◆ PROBLEM STATEMENT
Write out each line of the entries below that holds the word "UpdateModelTemplates".

[Collected data entries]

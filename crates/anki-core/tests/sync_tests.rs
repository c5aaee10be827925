//! Tests for the SyncEngine against the in-memory remote

use std::collections::BTreeMap;
use std::time::Duration;

use anki_core::{
    CancellationToken, Error, NoteId, NoteQuery, Outcome, SYNC_TAG, SyncEngine, SyncOptions,
};
use anki_decl::{Deck, Model};
use anki_test_utils::{Call, FakeAnki, Operation, basic_model, deck_with_notes, note};
use rstest::rstest;

fn engine(fake: &FakeAnki, dry_run: bool, note_parallelism: usize) -> SyncEngine<&FakeAnki> {
    let options = SyncOptions {
        dry_run,
        note_parallelism,
    };
    SyncEngine::new(fake, options, CancellationToken::new()).unwrap()
}

fn fields(pairs: &[(&str, &str)]) -> BTreeMap<String, String> {
    pairs
        .iter()
        .map(|(k, v)| (k.to_string(), v.to_string()))
        .collect()
}

fn scenario() -> (Vec<Model>, Vec<Deck>) {
    let mut model = basic_model();
    model.css.clear();

    let mut deck = Deck::new("Test::Deck", "Basic", "Front");
    deck.notes = vec![note(&[("Front", "Q1"), ("Back", "A1")], &[])];

    (vec![model], vec![deck])
}

mod scenario_tests {
    use super::*;
    use pretty_assertions::assert_eq;

    #[test]
    fn test_first_run_creates_everything() {
        let fake = FakeAnki::new();
        let (models, decks) = scenario();

        let summary = engine(&fake, false, 2).sync(&models, &decks).unwrap();

        let declared = fields(&[("Front", "Q1"), ("Back", "A1")]);
        assert_eq!(
            fake.calls(),
            vec![
                Call::ModelExists("Basic".to_string()),
                Call::CreateModel("Basic".to_string()),
                Call::UpdateModelTemplates {
                    model: "Basic".to_string(),
                    templates: vec!["Card 1".to_string()],
                },
                Call::DeckExists("Test::Deck".to_string()),
                Call::CreateDeck("Test::Deck".to_string()),
                Call::FindNote {
                    deck: "Test::Deck".to_string(),
                    query: "Front:Q1".to_string(),
                },
                Call::AddNote {
                    deck: "Test::Deck".to_string(),
                    model: "Basic".to_string(),
                    fields: declared.clone(),
                    tags: vec![SYNC_TAG.to_string()],
                },
                Call::FindNote {
                    deck: "Test::Deck".to_string(),
                    query: "Front:Q1".to_string(),
                },
                Call::UpdateNoteTags {
                    id: NoteId(1),
                    tags: vec![SYNC_TAG.to_string()],
                },
                Call::UpdateNoteFields {
                    id: NoteId(1),
                    fields: declared,
                },
            ]
        );

        assert_eq!(summary.models_with(Outcome::Created), 1);
        assert_eq!(summary.decks_with(Outcome::Created), 1);
        assert_eq!(summary.notes_with(Outcome::Created), 1);
    }

    #[test]
    fn test_second_run_only_reapplies_tags_and_fields() {
        let fake = FakeAnki::new();
        let (models, decks) = scenario();
        engine(&fake, false, 2).sync(&models, &decks).unwrap();
        fake.clear_calls();

        let summary = engine(&fake, false, 2).sync(&models, &decks).unwrap();

        let operations: Vec<Operation> = fake.calls().iter().map(Call::operation).collect();
        assert_eq!(
            operations,
            vec![
                Operation::ModelExists,
                Operation::UpdateModelTemplates,
                Operation::DeckExists,
                Operation::FindNote,
                Operation::UpdateNoteTags,
                Operation::UpdateNoteFields,
            ]
        );
        assert_eq!(
            fake.calls_of(Operation::UpdateNoteTags),
            vec![Call::UpdateNoteTags {
                id: NoteId(1),
                tags: vec![SYNC_TAG.to_string()],
            }]
        );
        assert_eq!(summary.notes_with(Outcome::Unchanged), 1);
        assert_eq!(summary.models_with(Outcome::Unchanged), 1);
    }
}

mod model_tests {
    use super::*;
    use pretty_assertions::assert_eq;

    #[test]
    fn test_styling_applied_when_css_present() {
        let fake = FakeAnki::new();
        let model = basic_model();

        engine(&fake, false, 1).sync(&[model.clone()], &[]).unwrap();

        assert_eq!(fake.model("Basic").unwrap().css, model.css);
        assert_eq!(fake.calls_of(Operation::UpdateModelStyling).len(), 1);
    }

    #[test]
    fn test_model_failure_aborts_before_decks() {
        let fake = FakeAnki::new();
        fake.fail_on(Operation::CreateModel, "Basic");

        let result = engine(&fake, false, 1).sync(&[basic_model()], &[deck_with_notes("Geo", 2)]);

        match result {
            Err(Error::Gateway { operation, subject, .. }) => {
                assert_eq!(operation, "create model");
                assert_eq!(subject, "Basic");
            }
            other => panic!("expected gateway error, got {:?}", other),
        }
        assert!(fake.calls_of(Operation::DeckExists).is_empty());
    }

    #[test]
    fn test_models_stop_at_first_failure() {
        let fake = FakeAnki::new();
        let mut second = basic_model();
        second.name = "Second".to_string();
        fake.fail_on(Operation::ModelExists, "Basic");

        let result = engine(&fake, false, 1).sync(&[basic_model(), second], &[]);

        assert!(result.is_err());
        assert_eq!(fake.calls(), vec![Call::ModelExists("Basic".to_string())]);
    }
}

mod dry_run_tests {
    use super::*;
    use pretty_assertions::assert_eq;

    #[test]
    fn test_dry_run_on_empty_remote_only_reads() {
        let fake = FakeAnki::new();
        let (models, decks) = scenario();

        let summary = engine(&fake, true, 2).sync(&models, &decks).unwrap();

        assert!(fake.mutations().is_empty(), "mutations: {:?}", fake.mutations());
        assert_eq!(fake.calls_of(Operation::FindNote).len(), 1);
        assert_eq!(summary.models_with(Outcome::WouldCreate), 1);
        assert_eq!(summary.decks_with(Outcome::WouldCreate), 1);
        assert_eq!(summary.notes_with(Outcome::WouldCreate), 1);
        assert_eq!(summary.projections(), 3);
    }

    #[test]
    fn test_dry_run_against_existing_state_reports_updates() {
        let fake = FakeAnki::new();
        let (models, decks) = scenario();
        engine(&fake, false, 2).sync(&models, &decks).unwrap();
        fake.clear_calls();

        let summary = engine(&fake, true, 2).sync(&models, &decks).unwrap();

        assert!(fake.mutations().is_empty());
        let note = summary.notes().next().unwrap();
        assert_eq!(note.outcome, Outcome::WouldUpdate);
        assert_eq!(note.id, Some(NoteId(1)));
    }
}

◆ ANSWER AREA
                Call::UpdateModelTemplates {
                Operation::UpdateModelTemplates,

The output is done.